A sign placed on the striking red doors of the Church of the Advocate reads, “Sanctuary Entrance.”
The Church is a space North Philadelphia residents and Temple students felt safe to share their concerns about the possibility of an on-campus stadium for Temple’s football team. It is here, on the corner of 18th and Diamond streets, that the newly-minted “Stadium Stompers” hold its bi-weekly meetings.
On Jan. 28, members of the “Stadium Stompers” met to further discuss the possibility of an on-campus stadium.
“They are ravishing a neighborhood and a community for their own purpose, and it worked,” said William Mundy, the block captain of Page Street west of 16th.
Rumors of a new stadium for Temple’s football team gained traction last semester.
“It is just undemocratic,” said Anna Barnett, a junior women’s studies major. “Even if it is something we supported, we want students, workers and community members to have input into what happens at the university—which we don’t.”
“They didn’t even really tell students,” Barnett added. “We went to community members, and knocked on the doors of those who live where the stadium is supposed to be built. Some of them had no idea what was happening.”
Glenda Bryant, a 54-year-old senior social work major, said she is not happy about the idea of a stadium built so close to her home. She thinks Temple “doesn’t care” about the surrounding community.
“This matters to me,” she said. “I’m a Temple student and a community member. Of the two, I’m more of a community member that cares about Temple not building this stadium. They don’t care about involving the community.”
“They don’t care about talking to them, it’s like we don’t even exist,” Bryant added. “That’s what bugs me the most.”
The exclusion of students, faculty and community members from the Board of Trustees meeting on Dec. 8 was a particularly sensitive subject.
“The justification that they used for that was that it’s a capacity issue, but they very purposefully host the meeting in very small places,” said Pele IrgangLaden, a 2015 Jewish studies alumnus and a leader of the “Stadium Stompers.”
IrgangLaden said he believes a public university in the community can be a great resource—as long as it has the best interest of the community in mind.
Associate Vice President of Executive Communications Ray Betzner said Temple has actively considered the community throughout this entire process.

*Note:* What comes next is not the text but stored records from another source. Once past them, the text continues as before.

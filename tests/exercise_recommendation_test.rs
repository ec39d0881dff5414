// Licensed under the Apache License, Version 2.0 <LICENSE-APACHE or
// http://www.apache.org/licenses/LICENSE-2.0> or the MIT license
// <LICENSE-MIT or http://opensource.org/licenses/MIT>, at your
// option. This file may not be copied, modified, or distributed
// except according to those terms.

//! Exercise ranking tests

use nutrition_engine::intelligence::recommendation_engine::{
    default_catalog, ExerciseRecommender, ScoreWeights,
};
use nutrition_engine::intelligence::{
    Exercise, ExerciseRecommendationEngine, RecommendationCriteria,
};
use nutrition_engine::models::TrainingLevel;
use serde_json::json;

fn small_catalog() -> Vec<Exercise> {
    serde_json::from_value(json!([
        {
            "id": "push_up",
            "name": "Push-up",
            "category": "strength",
            "target_muscles": ["chest", "triceps"],
            "equipment": ["none"],
            "difficulty": "beginner"
        },
        {
            "id": "bench_press",
            "name": "Bench press",
            "category": "strength",
            "target_muscles": ["Chest", "triceps", "shoulders"],
            "equipment": ["barbell", "bench"],
            "difficulty": "intermediate"
        },
        {
            "id": "running",
            "name": "Running",
            "category": "cardio",
            "target_muscles": ["legs"],
            "difficulty": "beginner",
            "calories_per_minute": 10.0
        }
    ]))
    .unwrap()
}

fn criteria(level: TrainingLevel) -> RecommendationCriteria {
    RecommendationCriteria {
        target_muscles: vec!["chest".to_string()],
        available_equipment: vec!["Barbell".to_string()],
        goals: vec!["build muscle".to_string(), "lose weight".to_string()],
        user_level: level,
    }
}

#[test]
fn test_weighted_ranking() {
    let engine = ExerciseRecommendationEngine::new();
    let ranked = engine.recommend(&small_catalog(), &criteria(TrainingLevel::Intermediate), 10);

    let ids: Vec<&str> = ranked.iter().map(|r| r.exercise.id.as_str()).collect();
    assert_eq!(ids, vec!["push_up", "bench_press", "running"]);

    assert!((ranked[0].score - 0.85).abs() < 1e-9);
    assert!((ranked[1].score - 0.70).abs() < 1e-9);
    assert!((ranked[2].score - 0.45).abs() < 1e-9);

    assert_eq!(ranked[1].equipment_match, 0.5);
    assert_eq!(ranked[1].goal_match, 0.5);
    assert!(ranked[0].reasons.iter().any(|r| r == "No equipment needed"));
    assert!(ranked[1]
        .reasons
        .iter()
        .any(|r| r == "Matches your intermediate level"));
}

#[test]
fn test_difficulty_filter_and_limit() {
    let engine = ExerciseRecommendationEngine::new();

    let beginner = engine.recommend(&small_catalog(), &criteria(TrainingLevel::Beginner), 10);
    assert!(beginner.iter().all(|r| r.exercise.id != "bench_press"));

    let top_one = engine.recommend(&small_catalog(), &criteria(TrainingLevel::Advanced), 1);
    assert_eq!(top_one.len(), 1);
    assert_eq!(top_one[0].exercise.id, "push_up");
}

#[test]
fn test_custom_weights_change_order() {
    let equipment_only = ExerciseRecommendationEngine::with_weights(ScoreWeights {
        muscle: 0.0,
        goal: 0.0,
        equipment: 1.0,
    });

    let ranked = equipment_only.recommend(&small_catalog(), &criteria(TrainingLevel::Advanced), 10);
    // Bodyweight exercises tie at 1.0 and are ordered by name
    assert_eq!(ranked[0].exercise.id, "push_up");
    assert_eq!(ranked[1].exercise.id, "running");
    assert_eq!(ranked[2].exercise.id, "bench_press");
}

#[test]
fn test_default_catalog_properties() {
    let catalog = default_catalog();
    assert!(!catalog.is_empty());

    let criteria: RecommendationCriteria = serde_json::from_value(json!({
        "target_muscles": ["legs", "glutes"],
        "goals": ["improve endurance"],
        "user_level": "beginner"
    }))
    .unwrap();

    let ranked = ExerciseRecommendationEngine::new().recommend(&catalog, &criteria, 5);
    assert!(ranked.len() <= 5);
    assert!(!ranked.is_empty());
    for pair in ranked.windows(2) {
        assert!(pair[0].score >= pair[1].score);
    }
    for recommendation in &ranked {
        assert_eq!(recommendation.exercise.difficulty, TrainingLevel::Beginner);
        assert!((0.0..=1.0).contains(&recommendation.score));
        assert!(!recommendation.reasons.is_empty());
    }
}
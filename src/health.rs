// Licensed under the Apache License, Version 2.0 <LICENSE-APACHE or
// http://www.apache.org/licenses/LICENSE-2.0> or the MIT license
// <LICENSE-MIT or http://opensource.org/licenses/MIT>, at your
// option. This file may not be copied, modified, or distributed
// except according to those terms.

//! Health check endpoints and monitoring utilities

use crate::config::NutritionConfig;
use crate::constants::service;
use crate::database::Database;
use reqwest::Client;
use serde::{Deserialize, Serialize};
use std::time::{Duration, Instant, SystemTime, UNIX_EPOCH};
use tokio::sync::RwLock;
use tracing::{error, info};
use url::Url;

/// Overall health status
#[derive(Debug, Clone, Serialize, Deserialize, PartialEq)]
#[serde(rename_all = "lowercase")]
pub enum HealthStatus {
    Healthy,
    Degraded,
    Unhealthy,
}

/// Health check response
#[derive(Debug, Clone, Serialize, Deserialize)]
pub struct HealthResponse {
    pub status: HealthStatus,
    pub service: ServiceInfo,
    /// Individual component checks
    pub checks: Vec<ComponentHealth>,
    /// Unix timestamp (seconds)
    pub timestamp: u64,
    pub response_time_ms: u64,
}

/// Service information
#[derive(Debug, Clone, Serialize, Deserialize)]
pub struct ServiceInfo {
    pub name: String,
    pub version: String,
    /// Environment (development, staging, production)
    pub environment: String,
    pub uptime_seconds: u64,
}

/// Individual component health status
#[derive(Debug, Clone, Serialize, Deserialize)]
pub struct ComponentHealth {
    pub name: String,
    pub status: HealthStatus,
    pub message: String,
    pub duration_ms: u64,
    pub metadata: Option<serde_json::Value>,
}

/// Health checker for the nutrition service
pub struct HealthChecker {
    start_time: Instant,
    database: Database,
    nutrition_config: NutritionConfig,
    diet_backend: Option<Url>,
    client: Client,
    cached_status: RwLock<Option<(HealthResponse, Instant)>>,
    cache_ttl: Duration,
}

impl HealthChecker {
    pub fn new(database: Database, nutrition_config: NutritionConfig) -> Self {
        Self {
            start_time: Instant::now(),
            database,
            nutrition_config,
            diet_backend: None,
            client: Client::new(),
            cached_status: RwLock::new(None),
            cache_ttl: Duration::from_secs(30),
        }
    }

    /// Also probe the diet-plan backend in comprehensive checks
    pub fn with_diet_backend(mut self, backend: Url, timeout: Duration) -> Self {
        self.client = Client::builder()
            .timeout(timeout)
            .build()
            .unwrap_or_else(|_| Client::new());
        self.diet_backend = Some(backend);
        self
    }

    fn service_info(&self) -> ServiceInfo {
        ServiceInfo {
            name: service::SERVICE_NAME.to_string(),
            version: service::SERVICE_VERSION.to_string(),
            environment: std::env::var("ENVIRONMENT").unwrap_or_else(|_| "unknown".to_string()),
            uptime_seconds: self.start_time.elapsed().as_secs(),
        }
    }

    /// Perform a basic health check (fast, suitable for load balancer probes)
    pub async fn basic_health(&self) -> HealthResponse {
        let start = Instant::now();

        let checks = vec![ComponentHealth {
            name: "service".to_string(),
            status: HealthStatus::Healthy,
            message: "Service is running".to_string(),
            duration_ms: 0,
            metadata: None,
        }];

        HealthResponse {
            status: HealthStatus::Healthy,
            service: self.service_info(),
            checks,
            timestamp: unix_now(),
            response_time_ms: start.elapsed().as_millis() as u64,
        }
    }

    /// Perform a comprehensive health check with all components
    pub async fn comprehensive_health(&self) -> HealthResponse {
        let start = Instant::now();

        {
            let cached = self.cached_status.read().await;
            if let Some((response, cached_at)) = cached.as_ref() {
                if cached_at.elapsed() < self.cache_ttl {
                    return response.clone();
                }
            }
        }

        info!("Performing comprehensive health check");

        let checks = vec![
            self.check_database().await,
            self.check_nutrition_config(),
            self.check_diet_backend().await,
        ];

        let overall_status = if checks.iter().any(|c| c.status == HealthStatus::Unhealthy) {
            HealthStatus::Unhealthy
        } else if checks.iter().any(|c| c.status == HealthStatus::Degraded) {
            HealthStatus::Degraded
        } else {
            HealthStatus::Healthy
        };

        let response = HealthResponse {
            status: overall_status,
            service: self.service_info(),
            checks,
            timestamp: unix_now(),
            response_time_ms: start.elapsed().as_millis() as u64,
        };

        {
            let mut cached = self.cached_status.write().await;
            *cached = Some((response.clone(), Instant::now()));
        }

        response
    }

    async fn check_database(&self) -> ComponentHealth {
        let start = Instant::now();

        match self.database.ping().await {
            Ok(()) => ComponentHealth {
                name: "database".to_string(),
                status: HealthStatus::Healthy,
                message: "Database is accessible and responsive".to_string(),
                duration_ms: start.elapsed().as_millis() as u64,
                metadata: Some(serde_json::json!({ "type": "sqlite" })),
            },
            Err(e) => {
                error!("Database health check failed: {}", e);
                ComponentHealth {
                    name: "database".to_string(),
                    status: HealthStatus::Unhealthy,
                    message: format!("Database check failed: {}", e),
                    duration_ms: start.elapsed().as_millis() as u64,
                    metadata: None,
                }
            }
        }
    }

    fn check_nutrition_config(&self) -> ComponentHealth {
        let (status, message) = match self.nutrition_config.validate() {
            Ok(()) => (HealthStatus::Healthy, "Formula tables are consistent".to_string()),
            Err(e) => (HealthStatus::Unhealthy, format!("Invalid nutrition config: {}", e)),
        };

        ComponentHealth {
            name: "nutrition_config".to_string(),
            status,
            message,
            duration_ms: 0,
            metadata: None,
        }
    }

    /// An unreachable backend only degrades the service: plans fall back to
    /// local generation
    async fn check_diet_backend(&self) -> ComponentHealth {
        let start = Instant::now();

        let Some(backend) = &self.diet_backend else {
            return ComponentHealth {
                name: "diet_backend".to_string(),
                status: HealthStatus::Healthy,
                message: "No backend configured; plans are generated locally".to_string(),
                duration_ms: 0,
                metadata: None,
            };
        };

        let (status, message) = match self.client.get(backend.as_str()).send().await {
            Ok(response) if !response.status().is_server_error() => {
                (HealthStatus::Healthy, "Diet plan backend reachable".to_string())
            }
            Ok(response) => (
                HealthStatus::Degraded,
                format!("Diet plan backend returned {}", response.status()),
            ),
            Err(e) => (
                HealthStatus::Degraded,
                format!("Diet plan backend unreachable: {}", e),
            ),
        };

        ComponentHealth {
            name: "diet_backend".to_string(),
            status,
            message,
            duration_ms: start.elapsed().as_millis() as u64,
            metadata: Some(serde_json::json!({ "url": backend.as_str() })),
        }
    }

    /// Get readiness status (for Kubernetes readiness probes)
    pub async fn readiness(&self) -> HealthResponse {
        let mut response = self.basic_health().await;

        let db_check = self.check_database().await;
        response.checks.push(db_check.clone());

        response.status = if db_check.status == HealthStatus::Healthy {
            HealthStatus::Healthy
        } else {
            HealthStatus::Unhealthy
        };

        response
    }

    /// Get liveness status (for Kubernetes liveness probes)
    pub async fn liveness(&self) -> HealthResponse {
        self.basic_health().await
    }
}

fn unix_now() -> u64 {
    SystemTime::now()
        .duration_since(UNIX_EPOCH)
        .unwrap_or_default()
        .as_secs()
}

/// Health check middleware for HTTP endpoints
pub mod middleware {
    use super::*;
    use std::sync::Arc;
    use warp::{Filter, Reply};

    /// Create health check routes
    pub fn routes(
        health_checker: HealthChecker,
    ) -> impl Filter<Extract = impl Reply, Error = warp::Rejection> + Clone {
        let health_checker = Arc::new(health_checker);

        let health = warp::path("health")
            .and(warp::path::end())
            .and(warp::get())
            .and(with_health_checker(health_checker.clone()))
            .and_then(health_handler);

        let ready = warp::path("ready")
            .and(warp::path::end())
            .and(warp::get())
            .and(with_health_checker(health_checker.clone()))
            .and_then(readiness_handler);

        let live = warp::path("live")
            .and(warp::path::end())
            .and(warp::get())
            .and(with_health_checker(health_checker))
            .and_then(liveness_handler);

        health.or(ready).or(live)
    }

    fn with_health_checker(
        health_checker: Arc<HealthChecker>,
    ) -> impl Filter<Extract = (Arc<HealthChecker>,), Error = std::convert::Infallible> + Clone {
        warp::any().map(move || health_checker.clone())
    }

    async fn health_handler(
        health_checker: Arc<HealthChecker>,
    ) -> Result<impl Reply, warp::Rejection> {
        let response = health_checker.comprehensive_health().await;
        let status_code = match response.status {
            HealthStatus::Healthy | HealthStatus::Degraded => warp::http::StatusCode::OK,
            HealthStatus::Unhealthy => warp::http::StatusCode::SERVICE_UNAVAILABLE,
        };

        Ok(warp::reply::with_status(
            warp::reply::json(&response),
            status_code,
        ))
    }

    async fn readiness_handler(
        health_checker: Arc<HealthChecker>,
    ) -> Result<impl Reply, warp::Rejection> {
        let response = health_checker.readiness().await;
        let status_code = match response.status {
            HealthStatus::Healthy => warp::http::StatusCode::OK,
            _ => warp::http::StatusCode::SERVICE_UNAVAILABLE,
        };

        Ok(warp::reply::with_status(
            warp::reply::json(&response),
            status_code,
        ))
    }

    async fn liveness_handler(
        health_checker: Arc<HealthChecker>,
    ) -> Result<impl Reply, warp::Rejection> {
        let response = health_checker.liveness().await;
        Ok(warp::reply::json(&response))
    }
}

#[cfg(test)]
mod tests {
    use super::*;

    async fn create_checker() -> HealthChecker {
        let database = Database::new("sqlite::memory:").await.unwrap();
        HealthChecker::new(database, NutritionConfig::default())
    }

    #[tokio::test]
    async fn test_basic_health_check() {
        let health_checker = create_checker().await;
        let response = health_checker.basic_health().await;

        assert_eq!(response.status, HealthStatus::Healthy);
        assert_eq!(response.service.name, "nutrition-engine");
        assert!(!response.checks.is_empty());
    }

    #[tokio::test]
    async fn test_comprehensive_health_check() {
        let health_checker = create_checker().await;
        let response = health_checker.comprehensive_health().await;

        assert_eq!(response.status, HealthStatus::Healthy);
        assert_eq!(response.checks.len(), 3);
        assert!(response.checks.iter().any(|c| c.name == "database"));
        assert!(response.checks.iter().any(|c| c.name == "nutrition_config"));
    }

    #[tokio::test]
    async fn test_unreachable_backend_degrades() {
        let database = Database::new("sqlite::memory:").await.unwrap();
        let backend = Url::parse("http://127.0.0.1:9").unwrap();
        let health_checker = HealthChecker::new(database, NutritionConfig::default())
            .with_diet_backend(backend, Duration::from_millis(500));

        let response = health_checker.comprehensive_health().await;
        assert_eq!(response.status, HealthStatus::Degraded);
    }

    #[tokio::test]
    async fn test_readiness_check() {
        let health_checker = create_checker().await;
        let response = health_checker.readiness().await;

        assert_eq!(response.status, HealthStatus::Healthy);
        assert!(response.checks.iter().any(|c| c.name == "database"));
    }
}
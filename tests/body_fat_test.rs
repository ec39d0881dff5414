// Licensed under the Apache License, Version 2.0 <LICENSE-APACHE or
// http://www.apache.org/licenses/LICENSE-2.0> or the MIT license
// <LICENSE-MIT or http://opensource.org/licenses/MIT>, at your
// option. This file may not be copied, modified, or distributed
// except according to those terms.

//! Body-fat estimation across measurement sets

use nutrition_engine::intelligence::body_fat::{
    estimate_body_fat_percentage, get_body_fat_percentage, BodyFatSource, BodyMeasurements,
};
use nutrition_engine::intelligence::{BodyFatMethod, Confidence};
use nutrition_engine::models::{ActivityLevel, Gender, PersonalMetrics, TrainingLevel};
use serde_json::json;

fn male_athlete() -> PersonalMetrics {
    PersonalMetrics {
        height: 180.0,
        weight: 80.0,
        age: 30,
        gender: Gender::Male,
        activity_level: ActivityLevel::VeryActive,
        fitness_goals: vec![],
    }
}

#[test]
fn test_measurements_from_json_with_activity_adjustment() {
    let measurements: BodyMeasurements = serde_json::from_value(json!({
        "circumference": { "neck_cm": 38.0, "waist_cm": 85.0 },
        "skinfolds": { "chest_mm": 10.0, "abdomen_mm": 20.0, "thigh_mm": 15.0 }
    }))
    .unwrap();

    let analysis =
        estimate_body_fat_percentage(&male_athlete(), &measurements, Some(TrainingLevel::Advanced))
            .unwrap();

    // Very active (-2) plus advanced training (-1) on every estimate
    assert_eq!(analysis.recommended.method, BodyFatMethod::Navy);
    assert_eq!(analysis.recommended.percentage, 13.1);
    assert_eq!(analysis.recommended.confidence, Confidence::High);
    assert_eq!(analysis.range.min, 10.6);
    assert_eq!(analysis.range.max, 17.3);

    let methods: Vec<BodyFatMethod> = analysis.alternatives.iter().map(|e| e.method).collect();
    assert_eq!(
        methods,
        vec![
            BodyFatMethod::JacksonPollock3,
            BodyFatMethod::Deurenberg,
            BodyFatMethod::BmiBased
        ]
    );
}

#[test]
fn test_invalid_tape_measurement_is_skipped() {
    let measurements: BodyMeasurements = serde_json::from_value(json!({
        "circumference": { "neck_cm": 40.0, "waist_cm": 35.0 },
        "skinfolds": { "chest_mm": 10.0, "abdomen_mm": 20.0, "thigh_mm": 15.0 }
    }))
    .unwrap();

    let metrics = PersonalMetrics {
        activity_level: ActivityLevel::Moderate,
        ..male_athlete()
    };
    let analysis = estimate_body_fat_percentage(&metrics, &measurements, None).unwrap();

    assert_eq!(analysis.recommended.method, BodyFatMethod::JacksonPollock3);
    assert_eq!(analysis.recommended.percentage, 13.6);
    assert_eq!(analysis.alternatives.len(), 2);
}

#[test]
fn test_female_without_hip_falls_back_to_deurenberg() {
    let metrics = PersonalMetrics {
        height: 165.0,
        weight: 60.0,
        age: 30,
        gender: Gender::Female,
        activity_level: ActivityLevel::Moderate,
        fitness_goals: vec![],
    };
    let measurements: BodyMeasurements = serde_json::from_value(json!({
        "circumference": { "neck_cm": 33.0, "waist_cm": 75.0 }
    }))
    .unwrap();

    let reading = get_body_fat_percentage(None, &metrics, &measurements, None).unwrap();

    assert_eq!(reading.source, BodyFatSource::Estimated);
    assert_eq!(reading.percentage, 27.9);
    let estimate = reading.estimate.unwrap();
    assert_eq!(estimate.method, BodyFatMethod::Deurenberg);
    assert!(estimate.can_override);
    assert!(!estimate.disclaimer.is_empty());
}

#[test]
fn test_estimate_serialization() {
    let measurements: BodyMeasurements = serde_json::from_value(json!({
        "skinfolds": { "chest_mm": 10.0, "abdomen_mm": 20.0, "thigh_mm": 15.0 }
    }))
    .unwrap();
    let metrics = PersonalMetrics {
        activity_level: ActivityLevel::Moderate,
        ..male_athlete()
    };

    let analysis = estimate_body_fat_percentage(&metrics, &measurements, None).unwrap();
    let value = serde_json::to_value(&analysis).unwrap();

    assert_eq!(value["recommended"]["method"], "jackson_pollock_3");
    assert_eq!(value["recommended"]["confidence"], "high");
    assert_eq!(value["alternatives"][0]["method"], "deurenberg");
}
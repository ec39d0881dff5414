// Licensed under the Apache License, Version 2.0 <LICENSE-APACHE or
// http://www.apache.org/licenses/LICENSE-2.0> or the MIT license
// <LICENSE-MIT or http://opensource.org/licenses/MIT>, at your
// option. This file may not be copied, modified, or distributed
// except according to those terms.

//! # Intelligence Module
//!
//! Nutrition and training calculations. Every function here is synchronous
//! and side-effect free: callers pass records in and receive new records
//! back.
//!
//! This module includes:
//! - Metric and profile validation
//! - BMR, TDEE, goal adjustment, macronutrient and BMI calculations
//! - Body-fat estimation with several interchangeable formulas
//! - Exercise recommendation scoring
//! - Unit conversions

use serde::{Deserialize, Serialize};
use std::fmt;

pub mod body_fat;
pub mod nutrition;
pub mod recommendation_engine;
pub mod units;
pub mod validation;

pub use body_fat::{BodyFatEstimate, BodyFatMethod};
pub use nutrition::{calculate_bmi, categorize_bmi, CalculationError, NutritionCalculator};
pub use recommendation_engine::{Exercise, ExerciseRecommendationEngine, RecommendationCriteria};
pub use validation::{validate_metrics, validate_user_profile, MetricsValidator, ValidationResult};

/// Confidence level of an estimate
///
/// Variants are declared in ascending order so `Ord` ranks `High` first
/// when taking a maximum.
#[derive(Debug, Clone, Copy, Serialize, Deserialize, PartialEq, Eq, PartialOrd, Ord, Hash)]
#[serde(rename_all = "lowercase")]
pub enum Confidence {
    Low,
    Medium,
    High,
}

impl fmt::Display for Confidence {
    fn fmt(&self, f: &mut fmt::Formatter<'_>) -> fmt::Result {
        let label = match self {
            Self::Low => "low",
            Self::Medium => "medium",
            Self::High => "high",
        };
        f.write_str(label)
    }
}

/// Round to one decimal place
pub(crate) fn round1(value: f64) -> f64 {
    (value * 10.0).round() / 10.0
}
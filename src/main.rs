//! mill-serve binary: the server core with a minimal HTTP/1.1 responder.

mod http;

use std::path::PathBuf;

use anyhow::Context;
use clap::Parser;
use mill_serve::{
    config::{parse_port, ServerConfig, ServerConfigBuilder},
    logging, signal,
    thread_pool::SubmitPolicy,
    Server,
};

#[derive(Parser)]
#[command(name = "mill-serve")]
#[command(about = "Event-driven TCP server with a bounded worker pool and idle eviction")]
struct Args {
    /// Port to listen on
    #[arg(value_parser = parse_port)]
    port: u16,

    /// Path to a TOML configuration file
    #[arg(long)]
    config: Option<PathBuf>,

    /// Number of worker threads
    #[arg(long)]
    workers: Option<usize>,

    /// Tasks that may wait for a worker
    #[arg(long)]
    queue_capacity: Option<usize>,

    /// Connection table size
    #[arg(long)]
    max_connections: Option<usize>,

    /// Seconds of inactivity before a connection is evicted
    #[arg(long, value_name = "SECS")]
    idle_timeout: Option<u64>,

    /// Refuse connections instead of stalling when the worker queue is full
    #[arg(long)]
    reject_when_full: bool,

    /// Log filter, e.g. `debug` or `mill_serve=trace`
    #[arg(long, value_name = "LEVEL")]
    log_level: Option<String>,
}

impl Args {
    /// File values first, then command-line overrides.
    fn into_config(self) -> anyhow::Result<ServerConfig> {
        let base = match &self.config {
            Some(path) => ServerConfig::load(path)
                .with_context(|| format!("loading {}", path.display()))?,
            None => ServerConfig::default(),
        };

        let mut builder = ServerConfigBuilder::from_config(base).port(self.port);
        if let Some(workers) = self.workers {
            builder = builder.workers(workers);
        }
        if let Some(capacity) = self.queue_capacity {
            builder = builder.queue_capacity(capacity);
        }
        if let Some(max) = self.max_connections {
            builder = builder.max_connections(max);
        }
        if let Some(secs) = self.idle_timeout {
            builder = builder.idle_timeout_secs(secs);
        }
        if self.reject_when_full {
            builder = builder.submit_policy(SubmitPolicy::Reject);
        }

        let mut config = builder.build();
        if let Some(level) = self.log_level {
            config.logging.level = level;
        }
        config.validate().context("invalid configuration")?;
        Ok(config)
    }
}

fn main() {
    let args = Args::parse();

    let config = match args.into_config() {
        Ok(config) => config,
        Err(e) => {
            eprintln!("mill-serve: {e:#}");
            std::process::exit(1);
        }
    };

    if let Err(e) = logging::init(&config.logging) {
        eprintln!("mill-serve: {e}");
        std::process::exit(1);
    }

    if let Err(e) = run(config) {
        tracing::error!(error = %format!("{e:#}"), "server error");
        std::process::exit(1);
    }
}

fn run(config: ServerConfig) -> anyhow::Result<()> {
    signal::ignore_sigpipe().context("ignoring SIGPIPE")?;

    let addr = config.socket_addr();
    let server = Server::bind(config, http::HttpHandler)
        .with_context(|| format!("starting server on {addr}"))?;
    server.run().context("main loop")?;

    tracing::info!("shutdown complete");
    Ok(())
}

“There is a commitment on the part of the university to continue to talk with residents and to hear what their concerns are,” Betzner said.
Betzner added the project is still in its preliminary stages and has yet to be approved by the Board of Trustees.
“Quite frankly, we are looking for some of those answers too,” he said. “I’ve heard the claim that we are not sharing the answers. The fact of the matter is that we are still developing the information.”
Some of those in attendance, like IrgangLaden, said Temple’s community relations are the worst they’ve ever been.
Betzner believes the opposite.
“I’ve been here for 12 years, and in my view, I believe that the relations between the university and the community are actually improving,” Betzner said. “We have a Community Relations Office which we didn’t have previously. Folks know who to call if they have any concerns about things that are going on in the neighborhood.”
Although the two sides have opposing views, both believe their cause is in the best interest of the surrounding community.
“We believe that Temple has the ability to be a great institution,” IrgangLaden said. “Only if they start respecting the community, and really serving the community as the public institution that it is.”